Actualiteiten overheidsprivaatrecht – september en oktober 2019

7 november 2019 | Blog

Het overheidsprivaatrecht is voortdurend in beweging. Wij zetten daarom maandelijks de belangrijkste jurisprudentie op een rij. Deze maand onder andere het opt-insysteem voor de bezorging van reclamedrukwerk, de civielrechtelijke verlenging van een bestuursrechtelijke termijn en de aansprakelijkheid voor het nalaten om een uitwerkingsplan vast te stellen.

  1. Het onrechtmatig lastigvallen van ambtenaren

Een arrest van het Hof Amsterdam gaat over onrechtmatige uitlatingen jegens een burgemeester en ambtenaren. De agressieve, bedreigende, beledigende en kwetsende uitlatingen waren gedurende 6,5 jaar gedaan per telefoon, e-mail en Facebook. In dit geval was het proportioneel om geboden op te leggen tot het staken van dit onrechtmatige gedrag, gelet op het belang van de ambtenaren tot bescherming van hun eer, goede naam en persoonlijke levenssfeer. Wel moeten de geboden worden beperkt in de tijd omdat appellant niet permanent onder dreiging van dwangsommen gebukt mag gaan. Op dit arrest sluit deze uitspraak van de Rechtbank Gelderland mooi aan. De voorzieningenrechter oordeelde in die uitspraak dat de aankondiging om ambtenaren op hun privéadres of op hun werk in bijzijn van een filmploeg te bezoeken voor het uitreiken van een award voor o.a. de meest corrupte ambtenaar als dreigend onrechtmatig handelen moet worden aangemerkt. Er wordt daarom een verbod opgelegd om contact op te nemen met bepaalde ambtenaren van de Belastingdienst voor een periode van één jaar. Om te waarborgen dat dit verbod ook wordt nageleefd, wordt niet (zoals gevorderd) lijfsdwang opgelegd maar een dwangsom.

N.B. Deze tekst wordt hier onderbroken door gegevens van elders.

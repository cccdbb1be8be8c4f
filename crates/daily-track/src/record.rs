//! The review version payload.

use std::path::{Path, PathBuf};

use daily_core::{EntityRef, FrameRange};
use serde_json::{Map, Value, json};

/// Remote record type created for each daily.
pub const RECORD_TYPE: &str = "Version";

/// Attachment field the rendered movie is uploaded to.
pub const MOVIE_FIELD: &str = "sg_uploaded_movie";

/// Attachment field for the static thumbnail.
pub const THUMBNAIL_FIELD: &str = "thumb_image";

/// Attachment field for the filmstrip.
pub const FILMSTRIP_FIELD: &str = "filmstrip_thumb_image";

/// Everything the tracking system is told about one daily.
#[derive(Debug, Clone)]
pub struct VersionRecord {
    /// Submission name chosen in the comment dialog.
    pub name: String,
    /// Iteration number of this render.
    pub iteration: i64,
    /// Artist comment.
    pub description: String,
    /// Project link.
    pub project: EntityRef,
    /// Entity link, when the session is bound to one.
    pub entity: Option<EntityRef>,
    /// Task link, when the session is bound to one.
    pub task: Option<EntityRef>,
    /// The submitting user, when the tracking system knows one.
    pub user: Option<EntityRef>,
    /// The frame range covered by the movie.
    pub range: FrameRange,
    /// Rendered movie on disk.
    pub movie_path: PathBuf,
    /// Optional static thumbnail.
    pub thumbnail: Option<PathBuf>,
    /// Optional filmstrip.
    pub filmstrip: Option<PathBuf>,
}

impl VersionRecord {
    /// The record's display code, matching the bottom-left burn-in.
    pub fn code(&self) -> String {
        format!("{}#{}", self.name, self.iteration)
    }

    /// Builds the field mapping for the remote create call.
    pub fn fields(&self) -> Map<String, Value> {
        let mut fields = Map::new();
        fields.insert("code".into(), json!(self.code()));
        fields.insert("description".into(), json!(self.description));
        fields.insert("project".into(), link(&self.project));
        if let Some(entity) = &self.entity {
            fields.insert("entity".into(), link(entity));
        }
        if let Some(task) = &self.task {
            fields.insert("sg_task".into(), link(task));
        }
        if let Some(user) = &self.user {
            fields.insert("user".into(), link(user));
        }
        fields.insert("sg_first_frame".into(), json!(self.range.first()));
        fields.insert("sg_last_frame".into(), json!(self.range.last()));
        fields.insert("frame_count".into(), json!(self.range.count()));
        fields.insert("frame_range".into(), json!(self.range.to_string()));
        fields.insert(
            "sg_path_to_movie".into(),
            json!(slash_path(&self.movie_path)),
        );
        fields.insert("sg_movie_has_slate".into(), json!(true));
        fields
    }
}

fn link(entity: &EntityRef) -> Value {
    json!({ "type": entity.kind, "id": entity.id })
}

// Paths go to the tracking system with forward slashes on every platform.
fn slash_path(path: &Path) -> String {
    path.to_string_lossy().replace('\\', "/")
}
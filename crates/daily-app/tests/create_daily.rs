//! End-to-end pipeline tests driven through in-memory host and tracking
//! fakes.

use std::fs;
use std::path::{Path, PathBuf};
use std::sync::{Arc, Mutex};

use serde_json::{Map, Value, json};

use daily_app::{
    CommentDialog, DailiesApp, DailiesSettings, DailyOutcome, HostSession, SubmissionInput,
};
use daily_core::{Context, EntityRef, FrameRange, HostError, HostResult, HostVersion};
use daily_render::{CodecSettings, RenderTarget, SlateText};
use daily_track::{HookContext, HookError, HookRegistry, PostHook, TrackResult, TrackingClient};

struct FakeHost {
    notifications: Arc<Mutex<Vec<String>>>,
}

impl HostSession for FakeHost {
    fn frame_range(&self) -> HostResult<FrameRange> {
        Ok(FrameRange::new(1001, 1010))
    }

    fn views(&self) -> HostResult<Vec<String>> {
        // stereo session; the pipeline must pick the first view
        Ok(vec!["left".to_string(), "right".to_string()])
    }

    fn version(&self) -> HostVersion {
        "12.2v4".parse().unwrap()
    }

    fn paste_node_network(&mut self, _resource: &Path) -> HostResult<()> {
        Ok(())
    }

    fn notify(&self, message: &str) {
        self.notifications.lock().unwrap().push(message.to_string());
    }
}

struct FakeDialog {
    response: Option<SubmissionInput>,
    default_seen: Arc<Mutex<Option<String>>>,
}

impl CommentDialog for FakeDialog {
    fn prompt(&mut self, default_name: &str) -> HostResult<Option<SubmissionInput>> {
        *self.default_seen.lock().unwrap() = Some(default_name.to_string());
        Ok(self.response.clone())
    }
}

/// Render network fake: "renders" by writing the movie file and a handful
/// of frames of the intermediate sequence.
#[derive(Default)]
struct FakeTarget {
    movie_path: Option<PathBuf>,
    frames_path: Option<PathBuf>,
    slate: Option<SlateText>,
    resolution: Option<(u32, u32)>,
    file_type: Option<String>,
    view: Option<String>,
    range: Option<FrameRange>,
    enabled: bool,
    fail_execute: bool,
}

impl RenderTarget for FakeTarget {
    fn set_font(&mut self, _font: &Path) -> HostResult<()> {
        Ok(())
    }

    fn apply_slate(&mut self, slate: &SlateText) -> HostResult<()> {
        self.slate = Some(slate.clone());
        Ok(())
    }

    fn set_resolution(&mut self, width: u32, height: u32) -> HostResult<()> {
        self.resolution = Some((width, height));
        Ok(())
    }

    fn set_movie_path(&mut self, path: &Path) -> HostResult<()> {
        self.movie_path = Some(path.to_path_buf());
        Ok(())
    }

    fn set_frames_path(&mut self, path: &Path) -> HostResult<()> {
        self.frames_path = Some(path.to_path_buf());
        Ok(())
    }

    fn set_codec(&mut self, settings: &CodecSettings) -> HostResult<()> {
        self.file_type = Some(settings.file_type.to_string());
        Ok(())
    }

    fn set_enabled(&mut self, enabled: bool) -> HostResult<()> {
        self.enabled = enabled;
        Ok(())
    }

    fn execute(&mut self, range: FrameRange, view: &str) -> HostResult<()> {
        self.range = Some(range);
        self.view = Some(view.to_string());
        if self.fail_execute {
            return Err(HostError::render_failed("write node error"));
        }

        let movie = self.movie_path.as_ref().expect("movie path set");
        fs::write(movie, b"mov").unwrap();

        let frames_dir = self.frames_path.as_ref().unwrap().parent().unwrap();
        for frame in 1..=3 {
            fs::write(frames_dir.join(format!("thumb_seq.{frame:08}.png")), b"png").unwrap();
        }
        Ok(())
    }
}

#[derive(Clone, Default)]
struct FakeClient {
    created: Arc<Mutex<Vec<(String, Map<String, Value>)>>>,
    uploads: Arc<Mutex<Vec<(i64, String, PathBuf)>>>,
}

impl TrackingClient for FakeClient {
    fn current_user(&self) -> TrackResult<Option<EntityRef>> {
        Ok(Some(EntityRef::new("HumanUser", 7, "Jane Roe")))
    }

    fn create_record(
        &mut self,
        record_type: &str,
        fields: &Map<String, Value>,
    ) -> TrackResult<i64> {
        self.created
            .lock()
            .unwrap()
            .push((record_type.to_string(), fields.clone()));
        Ok(501)
    }

    fn upload(
        &mut self,
        _record_type: &str,
        id: i64,
        field: &str,
        path: &Path,
    ) -> TrackResult<()> {
        self.uploads
            .lock()
            .unwrap()
            .push((id, field.to_string(), path.to_path_buf()));
        Ok(())
    }
}

#[derive(Clone, Default)]
struct RecordingHook {
    calls: Arc<Mutex<Vec<(PathBuf, i64, String)>>>,
}

impl PostHook for RecordingHook {
    fn execute(&mut self, ctx: &HookContext<'_>) -> Result<(), HookError> {
        self.calls.lock().unwrap().push((
            ctx.movie_path.to_path_buf(),
            ctx.version_id,
            ctx.comment.to_string(),
        ));
        Ok(())
    }
}

fn shot_context() -> Context {
    Context {
        project: EntityRef::new("Project", 12, "Foo"),
        entity: Some(EntityRef::new("Shot", 34, "010")),
        task: None,
        step: None,
    }
}

struct Harness {
    app: DailiesApp,
    notifications: Arc<Mutex<Vec<String>>>,
    default_seen: Arc<Mutex<Option<String>>>,
    client: FakeClient,
    hook: RecordingHook,
}

fn harness(root: &Path, response: Option<SubmissionInput>) -> Harness {
    let settings = DailiesSettings {
        movie_template: format!(
            "{}/dailies/{{name}}_{{iteration:03d}}.mov",
            root.to_str().unwrap()
        ),
        width: 1024,
        height: 540,
        post_hooks: vec!["announce".to_string()],
        ..DailiesSettings::default()
    };

    let notifications = Arc::new(Mutex::new(Vec::new()));
    let default_seen = Arc::new(Mutex::new(None));
    let client = FakeClient::default();
    let hook = RecordingHook::default();

    let mut hooks = HookRegistry::new();
    hooks.register("announce", Box::new(hook.clone()));

    let app = DailiesApp::new(
        settings,
        shot_context(),
        Box::new(FakeHost {
            notifications: notifications.clone(),
        }),
        Box::new(FakeDialog {
            response,
            default_seen: default_seen.clone(),
        }),
        Box::new(client.clone()),
        hooks,
    )
    .unwrap();

    Harness {
        app,
        notifications,
        default_seen,
        client,
        hook,
    }
}

fn touch_existing(root: &Path, file: &str) {
    let path = root.join("dailies").join(file);
    fs::create_dir_all(path.parent().unwrap()).unwrap();
    fs::write(path, b"").unwrap();
}

#[test]
fn create_daily_end_to_end() {
    let dir = tempfile::tempdir().unwrap();
    touch_existing(dir.path(), "compA_001.mov");
    touch_existing(dir.path(), "compA_002.mov");

    let mut h = harness(
        dir.path(),
        Some(SubmissionInput {
            name: "compA".to_string(),
            comment: "first pass".to_string(),
        }),
    );
    let mut target = FakeTarget::default();

    let outcome = h.app.create_daily(&mut target).unwrap();
    let DailyOutcome::Created(created) = outcome else {
        panic!("expected a created daily");
    };

    // iteration continues past the two existing renders
    assert_eq!(created.iteration, 3);
    assert_eq!(created.version_id, 501);
    assert!(created.movie_path.ends_with("dailies/compA_003.mov"));
    assert!(created.movie_path.is_file());

    // the dialog was pre-filled from the bound entity
    assert_eq!(h.default_seen.lock().unwrap().as_deref(), Some("010"));

    // render configuration
    assert_eq!(target.resolution, Some((1024, 540)));
    assert_eq!(target.view.as_deref(), Some("left"));
    assert_eq!(target.range, Some(FrameRange::new(1000, 1010)));
    assert!(!target.enabled);

    // slate content
    let slate = target.slate.unwrap();
    assert_eq!(slate.top_left, "Foo\nShot 010");
    assert_eq!(slate.bottom_left, "compA#3\nJane Roe");
    assert!(slate.slate.contains("Project: Foo"));
    assert!(slate.slate.contains("Shot: 010"));
    assert!(slate.slate.contains("Frames: 1001 - 1010"));

    // submission payload
    let created_records = h.client.created.lock().unwrap();
    let (record_type, fields) = &created_records[0];
    assert_eq!(record_type, "Version");
    assert_eq!(fields["code"], json!("compA#3"));
    assert_eq!(fields["description"], json!("first pass"));
    assert_eq!(fields["frame_count"], json!(10));
    assert_eq!(fields["frame_range"], json!("1001-1010"));
    assert_eq!(fields["entity"], json!({ "type": "Shot", "id": 34 }));
    assert_eq!(fields["user"], json!({ "type": "HumanUser", "id": 7 }));

    // movie and thumbnail uploads
    let uploads = h.client.uploads.lock().unwrap();
    assert!(
        uploads
            .iter()
            .any(|(id, field, path)| *id == 501
                && field == "sg_uploaded_movie"
                && path.ends_with("dailies/compA_003.mov"))
    );
    assert!(
        uploads
            .iter()
            .any(|(id, field, _)| *id == 501 && field == "thumb_image")
    );

    // post hook and user notification
    let hook_calls = h.hook.calls.lock().unwrap();
    assert_eq!(hook_calls.len(), 1);
    assert_eq!(hook_calls[0].1, 501);
    assert_eq!(hook_calls[0].2, "first pass");
    assert!(h.notifications.lock().unwrap()[0].contains("compA#3"));
}

#[test]
fn first_daily_starts_at_iteration_one() {
    let dir = tempfile::tempdir().unwrap();
    let mut h = harness(
        dir.path(),
        Some(SubmissionInput {
            name: "compA".to_string(),
            comment: String::new(),
        }),
    );
    let mut target = FakeTarget::default();

    let DailyOutcome::Created(created) = h.app.create_daily(&mut target).unwrap() else {
        panic!("expected a created daily");
    };
    assert_eq!(created.iteration, 1);
    assert!(created.movie_path.ends_with("dailies/compA_001.mov"));
}

#[test]
fn cancelling_the_dialog_has_no_side_effects() {
    let dir = tempfile::tempdir().unwrap();
    let mut h = harness(dir.path(), None);
    let mut target = FakeTarget::default();

    let outcome = h.app.create_daily(&mut target).unwrap();
    assert!(matches!(outcome, DailyOutcome::Cancelled));

    assert!(h.client.created.lock().unwrap().is_empty());
    assert!(h.client.uploads.lock().unwrap().is_empty());
    assert!(h.hook.calls.lock().unwrap().is_empty());
    assert!(h.notifications.lock().unwrap().is_empty());
    assert!(!dir.path().join("dailies").exists());
}

#[test]
fn render_failure_disables_sinks_and_skips_submission() {
    let dir = tempfile::tempdir().unwrap();
    let mut h = harness(
        dir.path(),
        Some(SubmissionInput {
            name: "compA".to_string(),
            comment: String::new(),
        }),
    );
    let mut target = FakeTarget {
        fail_execute: true,
        ..FakeTarget::default()
    };

    let result = h.app.create_daily(&mut target);
    assert!(result.is_err());
    assert!(!target.enabled);
    assert!(h.client.created.lock().unwrap().is_empty());
    assert!(h.hook.calls.lock().unwrap().is_empty());
}
//! Post-submission hooks.
//!
//! Studios bolt site-specific behavior onto the end of the pipeline:
//! publishing to a playlist, poking a message bus, copying the movie to a
//! review share. Hooks are registered by name and invoked, in configured
//! order, after the version record exists. A hook failure propagates
//! immediately; it is not retried, and later hooks do not run.

use std::collections::HashMap;
use std::path::Path;

use tracing::debug;

use crate::{TrackError, TrackResult};

/// What a post hook gets to see.
#[derive(Debug, Clone, Copy)]
pub struct HookContext<'a> {
    /// The rendered movie on disk.
    pub movie_path: &'a Path,
    /// Id of the created review version.
    pub version_id: i64,
    /// The artist's comment.
    pub comment: &'a str,
}

/// Error type hooks report; wrapped into [`TrackError::Hook`] by the
/// registry.
pub type HookError = Box<dyn std::error::Error + Send + Sync>;

/// A named piece of site-specific post-submission behavior.
pub trait PostHook {
    /// Runs the hook.
    fn execute(&mut self, ctx: &HookContext<'_>) -> Result<(), HookError>;
}

/// Registry of post hooks by name.
#[derive(Default)]
pub struct HookRegistry {
    hooks: HashMap<String, Box<dyn PostHook>>,
}

impl HookRegistry {
    /// Creates an empty registry.
    pub fn new() -> Self {
        Self::default()
    }

    /// Registers a hook under a name.
    ///
    /// Re-registering a name replaces the previous hook.
    pub fn register(&mut self, name: impl Into<String>, hook: Box<dyn PostHook>) {
        self.hooks.insert(name.into(), hook);
    }

    /// Returns true if a hook is registered under the name.
    pub fn is_registered(&self, name: &str) -> bool {
        self.hooks.contains_key(name)
    }

    /// Runs the named hooks in order.
    ///
    /// A configured name with no registered implementation is an error; a
    /// failing hook stops the run and its error propagates.
    pub fn run(&mut self, names: &[String], ctx: &HookContext<'_>) -> TrackResult<()> {
        for name in names {
            let hook = self
                .hooks
                .get_mut(name)
                .ok_or_else(|| TrackError::UnknownHook(name.clone()))?;
            debug!(hook = %name, version_id = ctx.version_id, "running post hook");
            hook.execute(ctx).map_err(|source| TrackError::Hook {
                name: name.clone(),
                source,
            })?;
        }
        Ok(())
    }
}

  1. Inspectie moet ruimere termijn bieden voor reactie op concept-verslagen

De Inspectie SZW heeft de naleving van de Wet allocatie arbeidskrachten door intermediairs bij Tempo-Team onderzocht. De Inspectie heeft daarover concept-verslagen opgesteld, waarop Tempo-Team binnen tien werkdagen vanaf 24 juni 2019 diende te reageren. Tempo-Team meent dat deze termijn te kort is, waarop de Inspectie bereid was om de termijn te verlengen tot 19 juli 2019. Dat is nog steeds te kort volgens Tempo-Team. De voorzieningenrechter gaat daar in mee. Van belang is dat (1) Tempo-Team om beperkte verlenging van de reactietermijn heeft verzocht (t/m 9 augustus 2019), (2) deze verlenging noodzakelijk is vanwege de vakantie van de advocaat, de omvang en de complexiteit van de materie, (3) de Inspectie de concept-verslagen pas eind juni – kort voor de zomervakantieperiode – heeft verstrekt, en (4) de gestelde belangen van de FNV en betrokken werknemers met de beperkte verlenging niet op onevenredige wijze worden geschaad.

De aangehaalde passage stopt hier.